Beneath this line are the data; copy exactly the part of them that opens with the line containing "filename src/config.rs" and closes with the line containing "byte + length byte.", and only that part.

[Recorded data]

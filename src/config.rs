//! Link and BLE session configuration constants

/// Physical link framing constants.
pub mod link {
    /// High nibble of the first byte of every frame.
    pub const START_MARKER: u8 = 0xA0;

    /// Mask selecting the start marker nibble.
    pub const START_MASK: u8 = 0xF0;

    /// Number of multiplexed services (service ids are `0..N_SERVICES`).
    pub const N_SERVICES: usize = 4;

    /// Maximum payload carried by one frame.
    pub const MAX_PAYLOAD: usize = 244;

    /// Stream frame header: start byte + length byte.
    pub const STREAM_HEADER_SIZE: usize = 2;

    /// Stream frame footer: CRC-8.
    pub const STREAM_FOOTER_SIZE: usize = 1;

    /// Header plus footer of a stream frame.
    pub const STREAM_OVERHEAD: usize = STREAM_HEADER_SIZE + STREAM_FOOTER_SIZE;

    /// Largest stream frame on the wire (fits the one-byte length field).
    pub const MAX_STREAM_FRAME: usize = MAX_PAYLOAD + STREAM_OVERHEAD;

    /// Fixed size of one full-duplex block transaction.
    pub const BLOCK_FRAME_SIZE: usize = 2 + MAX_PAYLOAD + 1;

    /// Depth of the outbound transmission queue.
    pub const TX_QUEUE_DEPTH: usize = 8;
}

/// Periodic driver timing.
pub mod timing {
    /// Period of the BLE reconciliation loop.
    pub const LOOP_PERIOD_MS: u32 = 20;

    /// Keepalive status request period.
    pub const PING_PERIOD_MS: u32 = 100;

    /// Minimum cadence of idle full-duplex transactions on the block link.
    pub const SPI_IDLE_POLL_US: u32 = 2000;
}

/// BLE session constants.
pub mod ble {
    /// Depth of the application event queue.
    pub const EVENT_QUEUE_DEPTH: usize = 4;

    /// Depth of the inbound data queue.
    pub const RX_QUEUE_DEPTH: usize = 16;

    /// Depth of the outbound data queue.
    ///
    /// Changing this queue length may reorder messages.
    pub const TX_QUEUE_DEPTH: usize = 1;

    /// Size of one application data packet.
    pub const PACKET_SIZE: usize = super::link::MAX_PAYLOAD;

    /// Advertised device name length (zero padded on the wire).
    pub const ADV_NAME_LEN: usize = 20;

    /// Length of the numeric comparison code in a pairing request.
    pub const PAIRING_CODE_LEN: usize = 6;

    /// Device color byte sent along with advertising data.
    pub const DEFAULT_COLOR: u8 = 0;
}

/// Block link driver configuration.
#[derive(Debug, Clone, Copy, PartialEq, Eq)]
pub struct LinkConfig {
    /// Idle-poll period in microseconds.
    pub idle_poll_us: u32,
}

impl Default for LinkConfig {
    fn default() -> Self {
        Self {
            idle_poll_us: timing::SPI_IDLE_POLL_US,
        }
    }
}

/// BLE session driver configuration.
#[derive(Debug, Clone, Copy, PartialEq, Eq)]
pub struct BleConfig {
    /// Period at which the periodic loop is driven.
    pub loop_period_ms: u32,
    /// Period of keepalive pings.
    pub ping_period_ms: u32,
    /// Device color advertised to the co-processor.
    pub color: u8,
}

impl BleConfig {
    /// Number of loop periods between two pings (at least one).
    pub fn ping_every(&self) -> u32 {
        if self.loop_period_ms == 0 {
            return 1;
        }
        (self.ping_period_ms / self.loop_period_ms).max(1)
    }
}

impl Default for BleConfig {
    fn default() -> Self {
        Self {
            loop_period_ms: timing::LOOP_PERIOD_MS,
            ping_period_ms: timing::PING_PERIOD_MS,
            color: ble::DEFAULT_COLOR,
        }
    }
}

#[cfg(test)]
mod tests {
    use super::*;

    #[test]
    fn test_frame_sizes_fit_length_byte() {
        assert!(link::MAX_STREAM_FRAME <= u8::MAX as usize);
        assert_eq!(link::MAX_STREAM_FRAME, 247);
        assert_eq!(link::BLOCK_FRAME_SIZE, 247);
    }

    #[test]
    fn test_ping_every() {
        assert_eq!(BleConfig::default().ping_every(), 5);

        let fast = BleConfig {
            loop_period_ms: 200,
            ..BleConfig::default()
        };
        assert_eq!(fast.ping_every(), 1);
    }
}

[/Recorded data]
[Recorded data]

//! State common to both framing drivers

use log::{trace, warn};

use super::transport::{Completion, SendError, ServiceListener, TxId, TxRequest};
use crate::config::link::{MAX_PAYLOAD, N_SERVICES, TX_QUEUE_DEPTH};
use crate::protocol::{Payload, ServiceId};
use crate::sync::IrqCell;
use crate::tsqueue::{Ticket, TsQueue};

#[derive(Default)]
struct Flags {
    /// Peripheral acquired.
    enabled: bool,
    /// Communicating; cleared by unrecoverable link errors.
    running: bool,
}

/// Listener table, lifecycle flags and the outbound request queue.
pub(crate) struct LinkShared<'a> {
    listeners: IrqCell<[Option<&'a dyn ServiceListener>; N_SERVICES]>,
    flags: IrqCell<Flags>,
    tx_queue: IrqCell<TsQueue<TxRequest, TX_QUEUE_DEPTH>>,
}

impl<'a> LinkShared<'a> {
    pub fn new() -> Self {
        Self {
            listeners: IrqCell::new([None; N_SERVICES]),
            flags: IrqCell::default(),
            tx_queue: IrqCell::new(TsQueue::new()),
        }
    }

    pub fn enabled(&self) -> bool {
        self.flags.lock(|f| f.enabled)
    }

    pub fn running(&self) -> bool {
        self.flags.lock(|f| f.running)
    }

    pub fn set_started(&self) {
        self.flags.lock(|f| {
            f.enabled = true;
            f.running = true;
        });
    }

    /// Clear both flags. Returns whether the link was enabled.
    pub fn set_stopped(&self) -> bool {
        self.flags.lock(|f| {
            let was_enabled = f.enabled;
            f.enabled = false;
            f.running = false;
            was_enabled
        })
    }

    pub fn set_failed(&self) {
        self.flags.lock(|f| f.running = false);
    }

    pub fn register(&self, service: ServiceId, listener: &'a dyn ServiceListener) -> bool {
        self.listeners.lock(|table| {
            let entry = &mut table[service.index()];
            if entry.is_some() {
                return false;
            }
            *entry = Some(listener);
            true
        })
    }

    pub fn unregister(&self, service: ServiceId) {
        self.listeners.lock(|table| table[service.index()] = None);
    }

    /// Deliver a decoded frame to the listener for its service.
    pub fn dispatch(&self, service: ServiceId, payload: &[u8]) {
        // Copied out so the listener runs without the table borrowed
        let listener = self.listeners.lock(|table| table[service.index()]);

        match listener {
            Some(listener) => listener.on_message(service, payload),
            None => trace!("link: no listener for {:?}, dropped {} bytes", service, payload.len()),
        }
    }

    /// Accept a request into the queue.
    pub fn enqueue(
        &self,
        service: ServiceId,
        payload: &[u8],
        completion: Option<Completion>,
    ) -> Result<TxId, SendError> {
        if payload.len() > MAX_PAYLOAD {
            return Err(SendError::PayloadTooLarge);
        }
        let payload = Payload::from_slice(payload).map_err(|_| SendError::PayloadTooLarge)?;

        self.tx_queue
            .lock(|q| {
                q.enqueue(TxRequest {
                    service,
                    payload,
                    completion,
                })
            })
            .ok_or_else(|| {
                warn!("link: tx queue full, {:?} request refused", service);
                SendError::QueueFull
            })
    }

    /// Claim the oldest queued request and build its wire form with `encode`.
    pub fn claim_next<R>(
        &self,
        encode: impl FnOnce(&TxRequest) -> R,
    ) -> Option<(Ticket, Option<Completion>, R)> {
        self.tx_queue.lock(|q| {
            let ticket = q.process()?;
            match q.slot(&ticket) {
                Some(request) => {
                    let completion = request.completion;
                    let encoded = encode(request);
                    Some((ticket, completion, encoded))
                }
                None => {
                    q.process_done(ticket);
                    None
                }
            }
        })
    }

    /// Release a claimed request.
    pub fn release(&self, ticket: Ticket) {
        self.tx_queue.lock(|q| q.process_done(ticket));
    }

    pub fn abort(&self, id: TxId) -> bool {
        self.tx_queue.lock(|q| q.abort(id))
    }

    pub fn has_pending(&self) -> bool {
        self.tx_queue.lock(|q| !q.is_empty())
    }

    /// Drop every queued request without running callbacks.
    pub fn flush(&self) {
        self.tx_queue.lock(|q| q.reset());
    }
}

[/Recorded data]
[Recorded data]

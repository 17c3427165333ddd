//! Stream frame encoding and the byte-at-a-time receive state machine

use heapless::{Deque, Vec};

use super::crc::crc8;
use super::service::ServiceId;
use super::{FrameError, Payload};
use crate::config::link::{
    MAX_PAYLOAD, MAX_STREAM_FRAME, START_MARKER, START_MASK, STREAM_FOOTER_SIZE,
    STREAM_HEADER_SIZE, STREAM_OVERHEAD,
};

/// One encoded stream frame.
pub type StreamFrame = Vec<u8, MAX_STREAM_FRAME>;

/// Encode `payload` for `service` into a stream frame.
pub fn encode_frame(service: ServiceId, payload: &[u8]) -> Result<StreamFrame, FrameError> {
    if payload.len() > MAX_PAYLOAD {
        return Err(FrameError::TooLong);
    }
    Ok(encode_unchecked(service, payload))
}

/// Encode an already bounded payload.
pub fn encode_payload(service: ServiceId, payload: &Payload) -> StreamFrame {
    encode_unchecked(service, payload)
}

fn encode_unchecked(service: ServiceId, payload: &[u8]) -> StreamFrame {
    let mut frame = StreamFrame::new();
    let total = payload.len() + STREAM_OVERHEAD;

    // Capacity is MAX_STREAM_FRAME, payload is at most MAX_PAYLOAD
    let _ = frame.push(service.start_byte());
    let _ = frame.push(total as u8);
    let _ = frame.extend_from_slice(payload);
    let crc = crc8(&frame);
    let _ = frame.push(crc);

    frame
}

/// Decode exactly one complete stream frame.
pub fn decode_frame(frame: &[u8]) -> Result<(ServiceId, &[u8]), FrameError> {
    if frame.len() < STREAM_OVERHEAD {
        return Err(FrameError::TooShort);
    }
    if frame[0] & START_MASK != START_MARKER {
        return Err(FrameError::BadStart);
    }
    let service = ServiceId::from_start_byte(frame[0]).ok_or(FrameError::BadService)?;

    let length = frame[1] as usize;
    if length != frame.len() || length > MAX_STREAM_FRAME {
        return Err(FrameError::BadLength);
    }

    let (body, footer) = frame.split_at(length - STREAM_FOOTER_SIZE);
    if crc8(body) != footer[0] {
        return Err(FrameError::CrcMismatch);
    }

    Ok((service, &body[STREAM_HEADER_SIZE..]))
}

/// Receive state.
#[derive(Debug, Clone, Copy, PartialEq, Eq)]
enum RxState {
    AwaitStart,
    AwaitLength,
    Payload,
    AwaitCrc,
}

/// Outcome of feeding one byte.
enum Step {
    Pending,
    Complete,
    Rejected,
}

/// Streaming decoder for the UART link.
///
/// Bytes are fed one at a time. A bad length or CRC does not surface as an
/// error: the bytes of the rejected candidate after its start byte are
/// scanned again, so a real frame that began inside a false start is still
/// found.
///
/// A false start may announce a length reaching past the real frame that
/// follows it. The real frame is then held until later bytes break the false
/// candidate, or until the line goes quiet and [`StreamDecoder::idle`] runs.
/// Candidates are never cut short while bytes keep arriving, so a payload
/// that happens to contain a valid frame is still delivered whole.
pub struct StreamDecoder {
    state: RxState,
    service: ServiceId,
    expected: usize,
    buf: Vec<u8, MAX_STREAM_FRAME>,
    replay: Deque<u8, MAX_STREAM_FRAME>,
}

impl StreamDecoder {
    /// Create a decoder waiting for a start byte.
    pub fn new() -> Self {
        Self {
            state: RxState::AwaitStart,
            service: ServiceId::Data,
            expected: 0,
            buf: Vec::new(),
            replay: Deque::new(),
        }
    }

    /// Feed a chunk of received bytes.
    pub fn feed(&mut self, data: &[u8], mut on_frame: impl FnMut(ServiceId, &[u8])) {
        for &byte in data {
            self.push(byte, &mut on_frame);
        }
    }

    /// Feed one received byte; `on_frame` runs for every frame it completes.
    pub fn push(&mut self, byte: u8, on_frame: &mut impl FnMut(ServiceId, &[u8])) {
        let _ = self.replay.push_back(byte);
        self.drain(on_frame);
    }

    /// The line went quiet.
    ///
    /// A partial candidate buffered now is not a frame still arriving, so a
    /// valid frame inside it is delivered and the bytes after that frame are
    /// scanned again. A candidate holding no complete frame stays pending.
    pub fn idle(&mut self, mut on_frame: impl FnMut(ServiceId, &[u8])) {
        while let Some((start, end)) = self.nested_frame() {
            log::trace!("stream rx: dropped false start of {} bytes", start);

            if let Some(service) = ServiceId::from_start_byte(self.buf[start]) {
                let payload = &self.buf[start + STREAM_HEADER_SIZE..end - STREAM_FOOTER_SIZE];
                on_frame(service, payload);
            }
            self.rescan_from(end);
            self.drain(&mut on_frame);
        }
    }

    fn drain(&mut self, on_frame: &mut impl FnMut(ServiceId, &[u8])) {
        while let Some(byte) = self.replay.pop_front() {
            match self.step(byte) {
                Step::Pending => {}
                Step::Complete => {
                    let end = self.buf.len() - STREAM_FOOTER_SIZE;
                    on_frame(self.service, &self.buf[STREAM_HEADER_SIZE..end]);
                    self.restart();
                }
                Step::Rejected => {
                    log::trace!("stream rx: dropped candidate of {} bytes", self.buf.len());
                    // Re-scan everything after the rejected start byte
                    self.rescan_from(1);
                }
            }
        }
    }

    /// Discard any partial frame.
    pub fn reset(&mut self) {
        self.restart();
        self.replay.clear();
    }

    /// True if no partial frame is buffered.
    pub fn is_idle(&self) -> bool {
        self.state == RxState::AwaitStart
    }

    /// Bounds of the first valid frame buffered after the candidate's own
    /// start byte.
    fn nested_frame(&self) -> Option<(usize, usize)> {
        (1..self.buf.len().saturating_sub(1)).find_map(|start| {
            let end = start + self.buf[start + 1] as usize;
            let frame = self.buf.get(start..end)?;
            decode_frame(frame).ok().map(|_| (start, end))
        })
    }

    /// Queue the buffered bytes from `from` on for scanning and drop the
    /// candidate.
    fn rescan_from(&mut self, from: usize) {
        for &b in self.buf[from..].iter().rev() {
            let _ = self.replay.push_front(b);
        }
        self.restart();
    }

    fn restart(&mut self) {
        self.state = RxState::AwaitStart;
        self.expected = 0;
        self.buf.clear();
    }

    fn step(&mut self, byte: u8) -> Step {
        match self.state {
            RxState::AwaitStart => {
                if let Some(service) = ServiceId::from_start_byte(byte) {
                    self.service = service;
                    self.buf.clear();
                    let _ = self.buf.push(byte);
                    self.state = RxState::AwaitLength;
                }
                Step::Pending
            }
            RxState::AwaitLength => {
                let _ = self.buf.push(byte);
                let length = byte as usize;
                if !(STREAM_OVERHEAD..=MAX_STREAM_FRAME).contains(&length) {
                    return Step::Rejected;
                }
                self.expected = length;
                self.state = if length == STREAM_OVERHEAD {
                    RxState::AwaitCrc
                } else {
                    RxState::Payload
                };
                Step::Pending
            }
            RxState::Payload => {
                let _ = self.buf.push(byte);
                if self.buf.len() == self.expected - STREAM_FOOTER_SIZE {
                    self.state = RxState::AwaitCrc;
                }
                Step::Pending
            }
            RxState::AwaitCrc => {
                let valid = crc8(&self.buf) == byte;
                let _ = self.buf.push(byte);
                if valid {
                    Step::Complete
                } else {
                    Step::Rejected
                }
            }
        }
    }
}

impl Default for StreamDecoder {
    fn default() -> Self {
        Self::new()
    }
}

[/Recorded data]

Problem solution
filename src/config.rs
//! Link and BLE session configuration constants

/// Physical link framing constants.
pub mod link {
    /// High nibble of the first byte of every frame.
    pub const START_MARKER: u8 = 0xA0;

    /// Mask selecting the start marker nibble.
    pub const START_MASK: u8 = 0xF0;

    /// Number of multiplexed services (service ids are `0..N_SERVICES`).
    pub const N_SERVICES: usize = 4;

    /// Maximum payload carried by one frame.
    pub const MAX_PAYLOAD: usize = 244;

    /// Stream frame header: start byte + length byte.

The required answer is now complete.